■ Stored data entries

--- START ---

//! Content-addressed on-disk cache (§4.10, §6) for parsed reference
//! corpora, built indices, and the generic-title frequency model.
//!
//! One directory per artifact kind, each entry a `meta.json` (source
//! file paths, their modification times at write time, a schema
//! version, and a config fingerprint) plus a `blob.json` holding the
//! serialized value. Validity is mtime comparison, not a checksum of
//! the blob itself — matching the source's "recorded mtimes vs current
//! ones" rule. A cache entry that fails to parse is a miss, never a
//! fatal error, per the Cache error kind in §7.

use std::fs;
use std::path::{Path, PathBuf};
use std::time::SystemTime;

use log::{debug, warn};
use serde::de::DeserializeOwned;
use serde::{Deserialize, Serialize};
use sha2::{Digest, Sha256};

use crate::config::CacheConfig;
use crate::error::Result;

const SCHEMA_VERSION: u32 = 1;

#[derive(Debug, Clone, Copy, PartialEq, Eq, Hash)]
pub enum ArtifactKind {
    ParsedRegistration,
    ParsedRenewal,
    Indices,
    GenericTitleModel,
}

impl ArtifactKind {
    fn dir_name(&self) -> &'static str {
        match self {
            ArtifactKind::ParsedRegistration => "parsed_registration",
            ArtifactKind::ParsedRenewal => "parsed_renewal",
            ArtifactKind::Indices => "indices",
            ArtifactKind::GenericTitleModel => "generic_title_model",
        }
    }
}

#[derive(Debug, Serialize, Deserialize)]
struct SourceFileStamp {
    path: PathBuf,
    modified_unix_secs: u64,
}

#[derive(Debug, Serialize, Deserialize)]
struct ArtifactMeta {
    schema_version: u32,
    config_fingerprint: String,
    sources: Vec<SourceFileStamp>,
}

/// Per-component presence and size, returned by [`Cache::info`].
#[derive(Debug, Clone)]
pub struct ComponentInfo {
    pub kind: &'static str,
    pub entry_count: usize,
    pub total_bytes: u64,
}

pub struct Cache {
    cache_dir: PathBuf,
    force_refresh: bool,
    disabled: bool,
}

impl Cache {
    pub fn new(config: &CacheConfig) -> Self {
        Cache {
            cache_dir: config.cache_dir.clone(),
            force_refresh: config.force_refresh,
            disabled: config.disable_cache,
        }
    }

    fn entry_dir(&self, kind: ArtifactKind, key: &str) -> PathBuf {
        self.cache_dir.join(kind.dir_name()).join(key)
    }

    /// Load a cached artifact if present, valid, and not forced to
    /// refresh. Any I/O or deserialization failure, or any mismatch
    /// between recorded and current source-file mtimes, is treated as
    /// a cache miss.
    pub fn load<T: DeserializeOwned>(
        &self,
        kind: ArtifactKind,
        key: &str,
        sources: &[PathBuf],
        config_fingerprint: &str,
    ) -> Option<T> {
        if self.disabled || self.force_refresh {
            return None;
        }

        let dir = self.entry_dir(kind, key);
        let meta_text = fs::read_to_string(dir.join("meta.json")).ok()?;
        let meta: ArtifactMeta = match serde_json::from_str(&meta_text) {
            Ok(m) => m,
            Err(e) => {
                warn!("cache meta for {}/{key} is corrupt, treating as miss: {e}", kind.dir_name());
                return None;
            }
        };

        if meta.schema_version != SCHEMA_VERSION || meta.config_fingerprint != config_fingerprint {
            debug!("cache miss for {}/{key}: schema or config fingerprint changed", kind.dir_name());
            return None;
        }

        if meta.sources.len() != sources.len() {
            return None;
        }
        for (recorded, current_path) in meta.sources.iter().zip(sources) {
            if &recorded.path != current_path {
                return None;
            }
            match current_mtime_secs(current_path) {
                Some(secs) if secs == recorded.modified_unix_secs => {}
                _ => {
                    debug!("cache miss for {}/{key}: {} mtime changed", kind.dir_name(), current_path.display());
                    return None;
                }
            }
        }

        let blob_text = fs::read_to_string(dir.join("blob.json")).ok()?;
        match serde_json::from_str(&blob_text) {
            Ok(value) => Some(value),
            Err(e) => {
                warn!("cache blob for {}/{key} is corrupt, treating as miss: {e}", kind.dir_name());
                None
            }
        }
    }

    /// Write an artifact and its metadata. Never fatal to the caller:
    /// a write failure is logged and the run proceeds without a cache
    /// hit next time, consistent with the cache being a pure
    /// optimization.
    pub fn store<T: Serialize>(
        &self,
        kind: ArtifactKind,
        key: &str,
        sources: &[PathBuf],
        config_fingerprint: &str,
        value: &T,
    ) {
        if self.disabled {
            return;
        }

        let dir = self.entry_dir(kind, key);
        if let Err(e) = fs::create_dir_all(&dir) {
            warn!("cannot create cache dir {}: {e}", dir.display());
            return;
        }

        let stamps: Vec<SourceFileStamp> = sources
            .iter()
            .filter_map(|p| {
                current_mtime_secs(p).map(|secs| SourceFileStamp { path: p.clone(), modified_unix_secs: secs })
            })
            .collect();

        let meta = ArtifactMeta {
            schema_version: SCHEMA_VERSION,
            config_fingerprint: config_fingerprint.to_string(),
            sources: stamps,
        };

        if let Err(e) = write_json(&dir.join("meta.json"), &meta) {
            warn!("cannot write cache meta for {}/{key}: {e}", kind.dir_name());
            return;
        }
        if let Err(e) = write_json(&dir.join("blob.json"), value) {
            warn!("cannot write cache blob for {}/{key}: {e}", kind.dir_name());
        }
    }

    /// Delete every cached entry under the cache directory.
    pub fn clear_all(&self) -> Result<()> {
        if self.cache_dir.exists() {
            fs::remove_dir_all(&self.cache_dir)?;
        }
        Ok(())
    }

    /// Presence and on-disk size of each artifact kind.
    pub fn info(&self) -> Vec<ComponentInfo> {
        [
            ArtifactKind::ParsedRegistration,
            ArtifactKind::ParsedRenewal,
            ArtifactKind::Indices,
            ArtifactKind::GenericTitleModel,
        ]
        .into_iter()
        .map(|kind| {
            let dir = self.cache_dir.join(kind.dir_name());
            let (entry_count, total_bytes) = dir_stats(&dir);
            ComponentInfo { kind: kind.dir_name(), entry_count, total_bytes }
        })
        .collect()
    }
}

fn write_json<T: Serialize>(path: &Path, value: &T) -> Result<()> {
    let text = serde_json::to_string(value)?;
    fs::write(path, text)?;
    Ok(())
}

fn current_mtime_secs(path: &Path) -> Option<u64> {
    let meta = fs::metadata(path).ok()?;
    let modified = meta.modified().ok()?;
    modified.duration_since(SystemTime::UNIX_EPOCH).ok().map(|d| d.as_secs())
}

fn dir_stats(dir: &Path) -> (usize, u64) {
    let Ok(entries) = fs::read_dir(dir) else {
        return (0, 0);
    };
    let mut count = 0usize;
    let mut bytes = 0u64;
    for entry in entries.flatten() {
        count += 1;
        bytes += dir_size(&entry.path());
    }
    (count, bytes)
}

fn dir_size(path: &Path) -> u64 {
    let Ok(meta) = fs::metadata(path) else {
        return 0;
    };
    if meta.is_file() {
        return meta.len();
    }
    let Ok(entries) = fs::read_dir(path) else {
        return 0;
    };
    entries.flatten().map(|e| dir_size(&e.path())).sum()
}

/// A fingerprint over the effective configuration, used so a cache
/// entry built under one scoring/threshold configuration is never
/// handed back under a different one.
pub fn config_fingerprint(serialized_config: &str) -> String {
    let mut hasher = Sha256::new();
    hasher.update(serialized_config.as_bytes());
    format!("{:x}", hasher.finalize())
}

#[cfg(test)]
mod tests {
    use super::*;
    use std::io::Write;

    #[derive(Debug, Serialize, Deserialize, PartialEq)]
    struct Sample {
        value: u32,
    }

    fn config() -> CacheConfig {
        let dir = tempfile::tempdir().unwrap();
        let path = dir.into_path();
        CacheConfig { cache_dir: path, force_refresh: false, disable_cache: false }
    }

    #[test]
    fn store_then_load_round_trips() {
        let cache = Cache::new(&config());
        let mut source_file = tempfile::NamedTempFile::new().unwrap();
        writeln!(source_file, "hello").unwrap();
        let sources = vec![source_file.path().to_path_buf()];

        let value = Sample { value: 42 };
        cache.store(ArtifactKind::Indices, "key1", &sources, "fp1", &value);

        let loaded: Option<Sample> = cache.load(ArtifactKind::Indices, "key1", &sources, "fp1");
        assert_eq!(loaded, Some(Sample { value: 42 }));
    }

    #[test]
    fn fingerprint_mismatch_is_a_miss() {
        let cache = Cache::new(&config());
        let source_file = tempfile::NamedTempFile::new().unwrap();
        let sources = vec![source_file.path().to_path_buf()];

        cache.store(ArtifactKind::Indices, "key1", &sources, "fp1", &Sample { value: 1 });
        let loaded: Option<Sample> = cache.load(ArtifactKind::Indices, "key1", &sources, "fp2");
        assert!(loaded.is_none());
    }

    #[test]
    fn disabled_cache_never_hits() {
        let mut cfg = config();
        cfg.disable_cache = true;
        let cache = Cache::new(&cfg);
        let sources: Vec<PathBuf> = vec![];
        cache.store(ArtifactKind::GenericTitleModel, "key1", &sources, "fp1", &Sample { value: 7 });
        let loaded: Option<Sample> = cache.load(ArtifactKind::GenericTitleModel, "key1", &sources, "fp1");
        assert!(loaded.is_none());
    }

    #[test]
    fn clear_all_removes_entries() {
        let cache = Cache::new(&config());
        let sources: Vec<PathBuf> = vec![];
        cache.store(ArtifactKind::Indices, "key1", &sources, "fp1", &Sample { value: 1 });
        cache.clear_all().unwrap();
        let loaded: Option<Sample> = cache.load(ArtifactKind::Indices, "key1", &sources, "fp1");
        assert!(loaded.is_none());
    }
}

--- END ---

■ Your goal
Print, please, the lines above from the very first through the one that holds "use serde::de::DeserializeOwned;", both included, word for word and with nothing else.

■ Result
//! Content-addressed on-disk cache (§4.10, §6) for parsed reference
//! corpora, built indices, and the generic-title frequency model.
//!
//! One directory per artifact kind, each entry a `meta.json` (source
//! file paths, their modification times at write time, a schema
//! version, and a config fingerprint) plus a `blob.json` holding the
//! serialized value. Validity is mtime comparison, not a checksum of
//! the blob itself — matching the source's "recorded mtimes vs current
//! ones" rule. A cache entry that fails to parse is a miss, never a
//! fatal error, per the Cache error kind in §7.

use std::fs;
use std::path::{Path, PathBuf};
use std::time::SystemTime;

use log::{debug, warn};
use serde::de::DeserializeOwned;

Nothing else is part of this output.